We began this week with a simcha, as Avi (year 4) and Rachel Rosenfeld celebrated the birth of their baby daughter with a baby naming after kriyat haTorah during a special Shacharit. The baby was named Meital Chana Bahira. We all enjoyed a breakfast afterwards with Avi and Rachel's family and friends, and then the students got down to some serious learning.
We also share our mazel tovs with Rabbi Chai (YCT '10) and Rachel Posner who had the bris for their new baby boy this Wednesday. The bris took place at Beth Tfiloh in Baltimore, where Chai serves as an assistant rabbi. The boy was named Eliram Yosef, and we wish him, Rachel, and their families much simcha and nachas.
This week is chazara week, and students have been intensely chazering for their bechinot. During this chazara week there are no afternoon classes, so students can use the entire day for chazara. Those who are learning Yoreh Deah are taking a two-part test. The first part began last Wednesday, when each chavruta was given 3-4 practical questions, 1 large one and 2-3 smaller ones, to analyze, research, and render a ruling on. This week, on Tuesday, the chavrutas presented their psakim to the entire class, and they were discussed and debated. Through this process, we covered dozens of practical cases, and everyone learned from everyone else's work. The larger questions included: whether one needs to use separate sinks, or a tub, or whether a rack suffices; the issues around copepods and whether NY water needs to be filtered; the halakhic status of gelatin; and whether a mashgiach can give a hekhsher to a factory that will not kasher its machinery but will wait until it is more than 24 hours since the last use.
Rabbi Avi Gisser, the director of the Council on Mamalakhti-Dati Education in Israel, and head of a new institute for training dayanim who are critical and broad-minded scholars, an which seeks to bring Torah civil law into the academic and judicial spheres in Israel, visited the Yeshiva on Wednesday. He gave a brief shiur to the students, speaking on the centrality of mishpat to society. Specifically, he looked at the concept of kofim al midat Sdom - forcing someone to not act like they did in Sdom, where they said "what is mine is mine and what is yours is yours." In other words, can a court force someone to do a favor that costs him nothing? Can they force someone to forgo his legal claim when he is not hurt by this? The prinicple of kofim says that there are times when this can be compelled, and he showed how a case decided in Israel based on this principle, and then publicized through a monograph of his institute, had influence Israeli law in this regard. I was left wondering whether this is necessarily a good thing, as it removes the predictability of law, since my rights can always be overridden by a judge that decides that I need to forgo them. Such a rule makes sense in a religious system of law, but does it make sense in a secular one, even a Jewish secular one? These are questions that we really need to grapple with.

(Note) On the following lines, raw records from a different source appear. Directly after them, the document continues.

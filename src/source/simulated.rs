//! In-process stand-in for a remote data service.
//!
//! Answers fetches by filtering, sorting and paging its own copy of the rows,
//! and applies saves to that copy. Failures can be injected to exercise the
//! error panel and the failed-save path.

use super::DataSource;
use crate::model::{Column, DataError, Pagination, Record, SaveError, TableRow};
use crate::state::{DataQuery, FetchResponse, SaveRequest};
use crate::view_state::derive_rows;
use tracing::{debug, warn};

/// A fake server over an in-memory collection.
#[derive(Debug, Clone)]
pub struct SimulatedServer {
    columns: Vec<Column>,
    rows: Vec<Record>,
    fail_saves: bool,
    failing_fetches: usize,
}

impl SimulatedServer {
    /// Server holding `rows` described by `columns`.
    pub fn new(columns: Vec<Column>, rows: Vec<Record>) -> Self {
        Self {
            columns,
            rows,
            fail_saves: false,
            failing_fetches: 0,
        }
    }

    /// Reject every save.
    pub fn fail_saves(mut self, fail: bool) -> Self {
        self.fail_saves = fail;
        self
    }

    /// Fail the next `count` fetches.
    pub fn fail_next_fetches(mut self, count: usize) -> Self {
        self.failing_fetches = count;
        self
    }
}

impl DataSource for SimulatedServer {
    fn rows(&self) -> &[Record] {
        &self.rows
    }

    fn fetch(&mut self, query: &DataQuery) -> Result<FetchResponse<Record>, DataError> {
        if self.failing_fetches > 0 {
            self.failing_fetches -= 1;
            warn!("simulated fetch failure");
            return Err(DataError::new("service unavailable (simulated)"));
        }
        let derived = derive_rows(
            &self.rows,
            &self.columns,
            &query.filters,
            query.sort.as_ref(),
            Some(query.page),
        );
        let pagination = derived
            .pagination
            .unwrap_or_else(|| Pagination::for_request(query.page, derived.total));
        debug!(page = pagination.page(), total = pagination.total(), "simulated fetch");
        Ok(FetchResponse {
            rows: derived.rows.into_iter().cloned().collect(),
            pagination,
        })
    }

    fn save(&mut self, request: &SaveRequest) -> Result<(), SaveError> {
        if self.fail_saves {
            return Err(SaveError::new("record is locked (simulated)"));
        }
        let row = self
            .rows
            .iter_mut()
            .find(|row| row.id() == &request.row_id)
            .ok_or_else(|| SaveError::new(format!("row `{}` no longer exists", request.row_id)))?;
        row.set(request.column_key.as_str(), request.value.clone());
        Ok(())
    }
}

Also this week, in my Modern Orthodoxy class, students presented their semester-end project - a critical reading of a text informed by the issues we have been covering in class. Most students chose to focus on the interplay of values, policy, and halakha. Two of these presentations make an interesting pair. One student, Ariel Berkowitz, presented a teshuva of Rav Moshe Feinstein on smoking marijuana, and showed how the content, language and rhetoric signaled that his strong declaration that it was forbidden was more a statement of Torah values than of halakha per se. Another student, Dan Milner, presented two teshuvot of Rav Moshe regarding smoking cigarettes, and showed that while Rav Moshe's halakhic approach should have led to a blanket prohibition, Rav Moshe realized that the behavior was too deeply entrenched in the yeshivish community, and thus - using the principle of dashu beh rabbim, the masses have become habituated to this dangerous practice - did not forbid smoking to those who were already smokers. He did, however, forbid those who were not smokers to take up the habit, and similarly exhorted parents not to allow their children to become smokers. This was a pragmatic approach by a posek who realizes the challenges of issuing a psak that will be rejected out of hand, and shapes his psak in a way that can hopefully have the proper long-term impact. Taking these teshuvot together we see that In one of the teshuvot he is stricter than the sources warrant, and in another he is more lenient. The common denominator is that in both cases he is not only acting as a posek, but also as a community religious leader, and thinking in terms of the larger societal impact that his teshuvot will have. Whether, and to what degree, one should use halakhic language for such cases, or clearly eschew the use of halakhic language for religious leadership which is not halakhic per se, is an issue that has been a major topic of conversation.